They're pictured here, looking amazing as per usual and holding the four cakes that my mum baked for this week's dinner.
Because in addition to giving up every Thursday night to come down and help serve dinner, my mum also does a ton of baking for the patrons so they always have a wide variety of desserts.
When you ask her about it she'll be like "oh it's no big deal" even though it's totally a big deal.
Which is why she's so cool.
So we went in and started prepping for dinner which was slow-cooker pulled turkey, mashed potatoes, veggies, salad and dessert and it was crazy to see how quickly everything came together and even crazier to see how quickly it went.

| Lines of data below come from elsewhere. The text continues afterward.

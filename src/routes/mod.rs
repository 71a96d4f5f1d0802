pub mod auth;
pub mod matches;
pub mod players;
pub mod reports;
pub mod teams;

use axum::{middleware, routing::MethodRouter};

use crate::middleware::auth::{require_admin, require_auth};
use crate::state::AppState;

/// Restricts a method router to admin bearer tokens.
pub(crate) fn admin_only(state: &AppState, route: MethodRouter<AppState>) -> MethodRouter<AppState> {
    route.route_layer(middleware::from_fn_with_state(state.clone(), require_admin))
}

pub(crate) fn authenticated(state: &AppState, route: MethodRouter<AppState>) -> MethodRouter<AppState> {
    route.route_layer(middleware::from_fn_with_state(state.clone(), require_auth))
}
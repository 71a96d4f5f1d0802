use chrono::NaiveDate;
use serde::Deserialize;
use uuid::Uuid;
use validator::Validate;

use crate::errors::{AppError, Result};
use crate::models::matches::MatchStatus;
use crate::models::pagination::Pagination;
use crate::services::match_service::{
    CreateMatchRequest, GoalInput, MatchFilter, RecordResultRequest, UpdateMatchRequest,
};

fn parse_status(raw: Option<&str>) -> Result<Option<MatchStatus>> {
    raw.map(str::trim)
        .filter(|s| !s.is_empty())
        .map(|s| s.to_lowercase().parse())
        .transpose()
}

/// Body of both create and update; update treats a missing status as unchanged.
#[derive(Debug, Deserialize, Validate)]
pub struct MatchRequest {
    pub match_date: NaiveDate,

    #[validate(length(min = 4, max = 5, message = "Match time must be HH:MM"))]
    pub match_time: String,

    pub home_team_id: Uuid,
    pub away_team_id: Uuid,
    pub status: Option<String>,
}

impl MatchRequest {
    pub fn into_create(self) -> Result<CreateMatchRequest> {
        Ok(CreateMatchRequest {
            status: parse_status(self.status.as_deref())?,
            match_date: self.match_date,
            match_time: self.match_time,
            home_team_id: self.home_team_id,
            away_team_id: self.away_team_id,
        })
    }

    pub fn into_update(self) -> Result<UpdateMatchRequest> {
        Ok(UpdateMatchRequest {
            status: parse_status(self.status.as_deref())?,
            match_date: self.match_date,
            match_time: self.match_time,
            home_team_id: self.home_team_id,
            away_team_id: self.away_team_id,
        })
    }
}

#[derive(Debug, Clone, Deserialize)]
pub struct GoalRequest {
    pub player_id: Uuid,
    pub team_id: Uuid,
    pub minute: i32,
    #[serde(default)]
    pub is_own_goal: bool,
}

#[derive(Debug, Deserialize, Validate)]
pub struct RecordResultBody {
    #[validate(range(min = 0, message = "Home score must not be negative"))]
    pub home_score: i32,

    #[validate(range(min = 0, message = "Away score must not be negative"))]
    pub away_score: i32,

    #[serde(default)]
    pub goals: Vec<GoalRequest>,
}

impl From<RecordResultBody> for RecordResultRequest {
    fn from(body: RecordResultBody) -> Self {
        RecordResultRequest {
            home_score: body.home_score,
            away_score: body.away_score,
            goals: body
                .goals
                .into_iter()
                .map(|g| GoalInput {
                    player_id: g.player_id,
                    team_id: g.team_id,
                    minute: g.minute,
                    is_own_goal: g.is_own_goal,
                })
                .collect(),
        }
    }
}

#[derive(Debug, Default, Deserialize)]
pub struct MatchListQuery {
    pub page: Option<i64>,
    pub limit: Option<i64>,
    pub team_id: Option<String>,
    pub status: Option<String>,
    pub start_date: Option<String>,
    pub end_date: Option<String>,
}

impl MatchListQuery {
    pub fn pagination(&self) -> Pagination {
        Pagination::new(self.page, self.limit)
    }

    /// The first filter present wins: team, then status, then date range.
    pub fn filter(&self) -> Result<MatchFilter> {
        if let Some(team_id) = self.team_id.as_deref().filter(|s| !s.is_empty()) {
            return Ok(MatchFilter::Team(Uuid::parse_str(team_id)?));
        }
        if let Some(status) = parse_status(self.status.as_deref())? {
            return Ok(MatchFilter::Status(status));
        }
        match (self.start_date.as_deref(), self.end_date.as_deref()) {
            (Some(start), Some(end)) => Ok(MatchFilter::DateRange(
                NaiveDate::parse_from_str(start, "%Y-%m-%d")?,
                NaiveDate::parse_from_str(end, "%Y-%m-%d")?,
            )),
            (None, None) => Ok(MatchFilter::All),
            _ => Err(AppError::invalid_data("start_date and end_date must be given together")),
        }
    }
}

#[derive(Debug, Default, Deserialize)]
pub struct TopScorersQuery {
    pub limit: Option<i64>,
}

#[cfg(test)]
mod tests {
    use super::*;

    fn query() -> MatchListQuery {
        MatchListQuery::default()
    }

    #[test]
    fn team_filter_wins_over_the_others() {
        let team_id = Uuid::new_v4();
        let q = MatchListQuery {
            team_id: Some(team_id.to_string()),
            status: Some("completed".to_string()),
            start_date: Some("2024-01-01".to_string()),
            end_date: Some("2024-12-31".to_string()),
            ..query()
        };
        assert_eq!(q.filter().unwrap(), MatchFilter::Team(team_id));
    }

    #[test]
    fn status_filter_is_case_insensitive() {
        let q = MatchListQuery {
            status: Some("Ongoing".to_string()),
            ..query()
        };
        assert_eq!(q.filter().unwrap(), MatchFilter::Status(MatchStatus::Ongoing));
    }

    #[test]
    fn unknown_status_is_rejected() {
        let q = MatchListQuery {
            status: Some("postponed".to_string()),
            ..query()
        };
        assert!(matches!(q.filter(), Err(AppError::InvalidMatchStatus(_))));
    }

    #[test]
    fn half_open_date_range_is_rejected() {
        let q = MatchListQuery {
            start_date: Some("2024-01-01".to_string()),
            ..query()
        };
        assert!(matches!(q.filter(), Err(AppError::ValidationError(_))));
        assert_eq!(query().filter().unwrap(), MatchFilter::All);
    }

    #[test]
    fn negative_score_fails_validation() {
        let body = RecordResultBody {
            home_score: -1,
            away_score: 0,
            goals: vec![],
        };
        assert!(body.validate().is_err());
    }
}
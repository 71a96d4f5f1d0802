pub(crate) mod auth;
pub(crate) mod matches;
pub(crate) mod players;
pub(crate) mod reports;
pub(crate) mod teams;

use uuid::Uuid;

use crate::errors::{AppError, Result};

/// Path ids arrive as strings so malformed ones get the JSON error envelope.
pub(crate) fn parse_id(raw: &str) -> Result<Uuid> {
    Uuid::parse_str(raw).map_err(|_| AppError::InvalidId(raw.to_string()))
}
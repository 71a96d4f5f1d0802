use axum::{
    extract::{Path, Query, State},
    http::StatusCode,
    response::Json,
};
use validator::Validate;

use super::parse_id;
use crate::dtos::player_dtos::{PlayerListQuery, PlayerRequest};
use crate::dtos::ApiResponse;
use crate::errors::Result;
use crate::models::player::{Player, PlayerDetails};
use crate::state::AppState;

pub async fn create_player(
    State(state): State<AppState>,
    Json(payload): Json<PlayerRequest>,
) -> Result<(StatusCode, Json<ApiResponse<Player>>)> {
    payload.validate()?;
    tracing::info!("POST /players: {} #{}", payload.name, payload.jersey_number);

    let player = state.players.create(payload.into()).await?;
    Ok((StatusCode::CREATED, Json(ApiResponse::ok("Player created successfully", player))))
}

/// `team_id` takes precedence over `search`.
pub async fn get_players(
    State(state): State<AppState>,
    Query(query): Query<PlayerListQuery>,
) -> Result<Json<ApiResponse<Vec<Player>>>> {
    tracing::debug!("GET /players with {:?}", query);
    let pagination = query.pagination();

    let page = match query.team_id.as_deref().filter(|s| !s.is_empty()) {
        Some(team_id) => state.players.list_by_team(parse_id(team_id)?, pagination).await?,
        None => state.players.list(query.search.as_deref(), pagination).await?,
    };
    Ok(Json(ApiResponse::paginated("Players retrieved successfully", page, pagination)))
}

pub async fn get_player(
    State(state): State<AppState>,
    Path(id): Path<String>,
) -> Result<Json<ApiResponse<PlayerDetails>>> {
    let player = state.players.get_by_id_with_team(parse_id(&id)?).await?;
    Ok(Json(ApiResponse::ok("Player retrieved successfully", player)))
}

pub async fn update_player(
    State(state): State<AppState>,
    Path(id): Path<String>,
    Json(payload): Json<PlayerRequest>,
) -> Result<Json<ApiResponse<Player>>> {
    payload.validate()?;
    let id = parse_id(&id)?;
    tracing::info!("PUT /players/{}", id);

    let player = state.players.update(id, payload.into()).await?;
    Ok(Json(ApiResponse::ok("Player updated successfully", player)))
}

pub async fn delete_player(
    State(state): State<AppState>,
    Path(id): Path<String>,
) -> Result<Json<ApiResponse<()>>> {
    let id = parse_id(&id)?;
    tracing::info!("DELETE /players/{}", id);

    state.players.delete(id).await?;
    Ok(Json(ApiResponse::ok("Player deleted successfully", ())))
}
use async_trait::async_trait;
use mongodb::bson::doc;
use mongodb::error::{ErrorKind, WriteFailure};
use uuid::Uuid;

use super::{MongoStore, UserDocument};
use crate::errors::{AppError, Result};
use crate::models::user::User;
use crate::repositories::UserRepository;

const DUPLICATE_KEY: i32 = 11000;

fn is_duplicate_key(err: &mongodb::error::Error) -> bool {
    matches!(
        err.kind.as_ref(),
        ErrorKind::Write(WriteFailure::WriteError(write_error)) if write_error.code == DUPLICATE_KEY
    )
}

#[async_trait]
impl UserRepository for MongoStore {
    async fn create(&self, user: &User) -> Result<()> {
        match self.users().insert_one(UserDocument::from(user)).await {
            Ok(_) => Ok(()),
            Err(err) if is_duplicate_key(&err) => Err(AppError::UserAlreadyExists),
            Err(err) => Err(err.into()),
        }
    }

    async fn find_by_id(&self, id: Uuid) -> Result<Option<User>> {
        self.users()
            .find_one(doc! { "_id": id.to_string() })
            .await?
            .map(User::try_from)
            .transpose()
    }

    async fn find_by_email(&self, email: &str) -> Result<Option<User>> {
        self.users()
            .find_one(doc! { "email": email })
            .await?
            .map(User::try_from)
            .transpose()
    }
}
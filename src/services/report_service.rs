// src/services/report_service.rs
use std::collections::HashMap;
use std::sync::Arc;

use futures_util::future::try_join_all;
use uuid::Uuid;

use crate::errors::{AppError, Result};
use crate::models::goal::{rank_top_scorers, GoalDetails, TopScorer};
use crate::models::matches::{Match, MatchDetails};
use crate::models::pagination::{Page, Pagination};
use crate::models::report::{MatchReport, MatchTopScorer, TeamSummary};
use crate::models::team::Team;
use crate::repositories::{GoalRepository, MatchRepository};

/// Read-only projections over recorded matches.
pub struct ReportService {
    matches: Arc<dyn MatchRepository>,
    goals: Arc<dyn GoalRepository>,
}

fn summarize(team: &Team) -> TeamSummary {
    TeamSummary {
        id: team.id,
        name: team.name.clone(),
        logo: team.logo.clone(),
        city: team.city.clone(),
    }
}

/// Most goals in the match; ties go to whoever scored first.
fn match_top_scorer(goals: &[GoalDetails]) -> Option<MatchTopScorer> {
    let mut tally: HashMap<Uuid, (i64, i32, Option<String>)> = HashMap::new();
    for details in goals {
        let entry = tally
            .entry(details.goal.player_id)
            .or_insert((0, details.goal.minute, details.player_name.clone()));
        entry.0 += 1;
        entry.1 = entry.1.min(details.goal.minute);
    }

    tally
        .into_iter()
        .max_by(|(a_id, a), (b_id, b)| {
            a.0.cmp(&b.0)
                .then_with(|| b.1.cmp(&a.1))
                .then_with(|| b_id.cmp(a_id))
        })
        .map(|(player_id, (goal_count, _, player_name))| MatchTopScorer {
            player_id,
            player_name: player_name.unwrap_or_default(),
            goal_count,
        })
}

impl ReportService {
    pub fn new(matches: Arc<dyn MatchRepository>, goals: Arc<dyn GoalRepository>) -> Self {
        Self { matches, goals }
    }

    /// `limit` is clamped the same way page limits are.
    pub async fn get_top_scorers(&self, limit: Option<i64>) -> Result<Vec<TopScorer>> {
        let limit = Pagination::new(None, limit).limit;

        let mut scorers = self.goals.get_top_scorers(limit).await?;
        rank_top_scorers(&mut scorers);
        scorers.truncate(limit as usize);

        tracing::debug!("Top scorers computed: {} rows (limit {})", scorers.len(), limit);
        Ok(scorers)
    }

    pub async fn get_match_report(&self, match_id: Uuid) -> Result<MatchReport> {
        let details = self
            .matches
            .find_by_id_with_details(match_id)
            .await?
            .ok_or(AppError::MatchNotFound)?;

        self.build_report(details).await
    }

    pub async fn get_all_match_reports(&self, pagination: Pagination) -> Result<Page<MatchReport>> {
        let page = self.matches.list(pagination).await?;
        self.reports_for(page).await
    }

    pub async fn get_completed_matches(&self, pagination: Pagination) -> Result<Page<MatchReport>> {
        let page = self.matches.get_completed_matches(pagination).await?;
        self.reports_for(page).await
    }

    async fn reports_for(&self, page: Page<Match>) -> Result<Page<MatchReport>> {
        let reports = try_join_all(page.items.iter().map(|fixture| self.get_match_report(fixture.id))).await?;
        Ok(Page::new(reports, page.total))
    }

    async fn total_wins(&self, team_id: Uuid, fixture: &Match) -> Result<i64> {
        let home = self.matches.get_team_win_count(team_id, true, fixture.match_date).await?;
        let away = self.matches.get_team_win_count(team_id, false, fixture.match_date).await?;
        Ok(home + away)
    }

    async fn build_report(&self, details: MatchDetails) -> Result<MatchReport> {
        let result = details.result();
        let fixture = details.fixture;

        let home_team_total_wins = self.total_wins(fixture.home_team_id, &fixture).await?;
        let away_team_total_wins = self.total_wins(fixture.away_team_id, &fixture).await?;

        Ok(MatchReport {
            match_id: fixture.id,
            match_date: fixture.match_date,
            match_time: fixture.match_time,
            status: fixture.status,
            home_team: details.home_team.as_ref().map(summarize),
            away_team: details.away_team.as_ref().map(summarize),
            home_score: fixture.home_score,
            away_score: fixture.away_score,
            result,
            result_display: result.display_name().to_string(),
            top_scorer: match_top_scorer(&details.goals),
            goals: details.goals,
            home_team_total_wins,
            away_team_total_wins,
        })
    }
}
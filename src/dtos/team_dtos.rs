use serde::Deserialize;
use validator::Validate;

use crate::models::pagination::Pagination;
use crate::services::team_service::TeamInput;

#[derive(Debug, Deserialize, Validate)]
pub struct TeamRequest {
    #[validate(length(min = 1, max = 100, message = "Team name must be 1-100 characters"))]
    pub name: String,

    #[serde(default)]
    #[validate(length(max = 500, message = "Logo URL is too long"))]
    pub logo: String,

    #[validate(range(min = 1800, max = 2100, message = "Founded year must be between 1800 and 2100"))]
    pub founded_year: i32,

    #[serde(default)]
    #[validate(length(max = 255))]
    pub address: String,

    #[validate(length(min = 1, max = 100, message = "City is required"))]
    pub city: String,
}

impl From<TeamRequest> for TeamInput {
    fn from(request: TeamRequest) -> Self {
        TeamInput {
            name: request.name.trim().to_string(),
            logo: request.logo,
            founded_year: request.founded_year,
            address: request.address,
            city: request.city.trim().to_string(),
        }
    }
}

#[derive(Debug, Default, Deserialize)]
pub struct TeamListQuery {
    pub page: Option<i64>,
    pub limit: Option<i64>,
    pub search: Option<String>,
}

impl TeamListQuery {
    pub fn pagination(&self) -> Pagination {
        Pagination::new(self.page, self.limit)
    }
}
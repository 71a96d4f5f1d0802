pub mod connection;
pub mod memory;
pub mod mongo;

The line was intense and we served basically nonstop for over an hour.
I got to meet some really great, hilarious people who made the hours fly by in the blink of an eye.
But the real joy was being able to interact a little bit with the patrons, because it's really easy to become cynical and dismissive of people in our society who are less fortunate than we are.
We've all ignored that outstretched hand at least once in our lives.
So being able to help give them something of value -a warm place to hang out for a while, a decent meal, a friendly face- really affected me deeply.
I realized halfway through my shift that I recognized a lot of the faces coming through the line from my years of living, working, and going to school in downtown Winnipeg.
These people who smiled and waved and joked with us as they waited for their meals. People who thanked us and said "god bless you" and came back afterward to complement us on the food.
I saw a side of these people that I hadn't seen before, and it was wonderful.
You know, I go on a lot about how much I try to be a decent, contributing citizen and be someone who actually gives a damn about the world around me, and it felt good to start putting some money where my mouth is.
It was hands-down one of the most rewarding things I've ever done, and I'll definitely be going back next week.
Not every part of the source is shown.